Rachel sighed to herself and stood up from her stool, pushing with her hands to spring off of it and propel herself towards the kitchen. As she walked through her bland house, shuffling in the darkness with her shoulders slouched between the white walls, she thanked god she had decided on an apartment with only one floor—she really didn’t think she could deal with stairs.
Stepping around her small breakfast bar, she yanked open the fridge black door and reached her other hand in blindly. She found the bottle easily enough, curling her fingers around the neck of it to pull it out and let the fridge door fall closed on its own again. She glanced at the bottle of Muscadine red wine in her hand, a little surprised to see that she had less than half of it left. Grabbing a mason jar from the dishwasher, she trudged back to her studio room.
The clock on the wall was just turning midnight when she sat back down on her stool. Rachel upturned the bottle and let the alcohol fill her cup, watching the dark liquid swirl inside the glass. Taking a big sip, she eyed her painting again.

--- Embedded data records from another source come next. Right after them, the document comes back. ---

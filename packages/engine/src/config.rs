//! Environment-driven configuration.

use std::env;

/// Runtime configuration loaded from the process environment.
#[derive(Debug, Clone)]
pub struct Config {
    pub database_url: String,
    pub object_store_url: Option<String>,
    pub object_store_admin_token: Option<String>,
    /// Absence means the rate limiter fails open (§4.2).
    pub rate_limiter_store_url: Option<String>,
    pub rate_limiter_store_token: Option<String>,
    pub chat_provider_api_key: String,
    pub chat_provider_base_url: Option<String>,
    pub sandbox_provider_token: Option<String>,
    pub sandbox_provider_url: Option<String>,
    pub discovery_service_url: Option<String>,
    pub worker_concurrency: usize,
    pub worker_poll_interval_ms: u64,
    pub worker_heartbeat_interval_ms: u64,
    pub worker_shutdown_timeout_ms: u64,
    pub deploy_env: DeployEnv,
    pub port: u16,
    pub api_key_prefix_live: String,
    pub api_key_prefix_test: String,
}

/// Deployment environment, used to tag issued API keys (`engine_live_` / `engine_test_`).
#[derive(Debug, Clone, Copy, PartialEq, Eq)]
pub enum DeployEnv {
    Live,
    Test,
}

impl DeployEnv {
    pub fn key_prefix(self) -> &'static str {
        match self {
            DeployEnv::Live => "engine_live_",
            DeployEnv::Test => "engine_test_",
        }
    }
}

impl Config {
    /// Load configuration from the environment, applying spec defaults.
    pub fn from_env() -> anyhow::Result<Self> {
        Ok(Self {
            database_url: require_env("DATABASE_URL")?,
            object_store_url: env::var("OBJECT_STORE_URL").ok(),
            object_store_admin_token: env::var("OBJECT_STORE_ADMIN_TOKEN").ok(),
            rate_limiter_store_url: env::var("RATE_LIMITER_STORE_URL").ok(),
            rate_limiter_store_token: env::var("RATE_LIMITER_STORE_TOKEN").ok(),
            chat_provider_api_key: require_env("CHAT_PROVIDER_API_KEY")?,
            chat_provider_base_url: env::var("CHAT_PROVIDER_BASE_URL").ok(),
            sandbox_provider_token: env::var("SANDBOX_PROVIDER_TOKEN").ok(),
            sandbox_provider_url: env::var("SANDBOX_PROVIDER_URL").ok(),
            discovery_service_url: env::var("DISCOVERY_SERVICE_URL").ok(),
            worker_concurrency: parse_env_or("WORKER_CONCURRENCY", 3),
            worker_poll_interval_ms: parse_env_or("WORKER_POLL_INTERVAL_MS", 1000),
            worker_heartbeat_interval_ms: parse_env_or("WORKER_HEARTBEAT_INTERVAL_MS", 30_000),
            worker_shutdown_timeout_ms: parse_env_or("WORKER_SHUTDOWN_TIMEOUT_MS", 30_000),
            deploy_env: match env::var("DEPLOY_ENV").as_deref() {
                Ok("live") => DeployEnv::Live,
                _ => DeployEnv::Test,
            },
            port: parse_env_or("PORT", 8080),
            api_key_prefix_live: env::var("API_KEY_PREFIX_LIVE")
                .unwrap_or_else(|_| DeployEnv::Live.key_prefix().to_string()),
            api_key_prefix_test: env::var("API_KEY_PREFIX_TEST")
                .unwrap_or_else(|_| DeployEnv::Test.key_prefix().to_string()),
        })
    }
}

fn require_env(key: &str) -> anyhow::Result<String> {
    env::var(key).map_err(|_| anyhow::anyhow!("{key} not set"))
}

fn parse_env_or<T: std::str::FromStr>(key: &str, default: T) -> T {
    env::var(key)
        .ok()
        .and_then(|v| v.parse().ok())
        .unwrap_or(default)
}

#[cfg(test)]
mod tests {
    use super::*;

    #[test]
    fn deploy_env_picks_prefix() {
        assert_eq!(DeployEnv::Live.key_prefix(), "engine_live_");
        assert_eq!(DeployEnv::Test.key_prefix(), "engine_test_");
    }

    #[test]
    fn parse_env_or_falls_back_to_default() {
        std::env::remove_var("ENGINE_TEST_NONEXISTENT_KNOB");
        let value: u64 = parse_env_or("ENGINE_TEST_NONEXISTENT_KNOB", 42);
        assert_eq!(value, 42);
    }
}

It was a nude self-portrait, one that depicted her hugging her knees to her chest while her face, turned under her arm, was left in shadow. She stared at her calves. When she’d painted them, she hadn’t thought about beauty or long lines—she’d just painted, brushing stretch mark after bunched fat, bringing all of her imperfections to light.
Rachel could remember taking Life Drawing 101 in college. She’d been thin, back then—a naïve girl just out of high school who hadn’t taken the Freshman Fifteen seriously. Within the first week her professor had introduced a model to the class, a regular who posed for extra cash.
Rachel had never seen another female naked before.
Not to mention, the woman was fat; borderline obese, actually. The professor didn’t say anything about it, and she didn’t want to be the one to ask, so when he called for sketching Rachel simply broke out her graphite pencils and got to it. It was only after a few more classes and the same size of model in every one of them that made her realize it had to be a trend, only for a professor to admit that fat women made for more interesting sketches than simple, stick-thin girls.
Rachel wondered what her professors would think of her now, painting her own bulbous body in the dark with the same detachment as she had when drawing a stranger. She looked at the painting indifferently and simply let the lines lead her, following the legs to see the fat arms wrapped around them, glancing up to the small shoulders and the arching neck dwarfed by her round chin that disappeared under the arm again. The middle of the painting—the focal point—was one eye, gleaming green in the otherwise dark painting. It was the only thing of her face that she’d allowed to show. It had been a risk, but looking at the finished product made her confident that no one would be able to recognize her.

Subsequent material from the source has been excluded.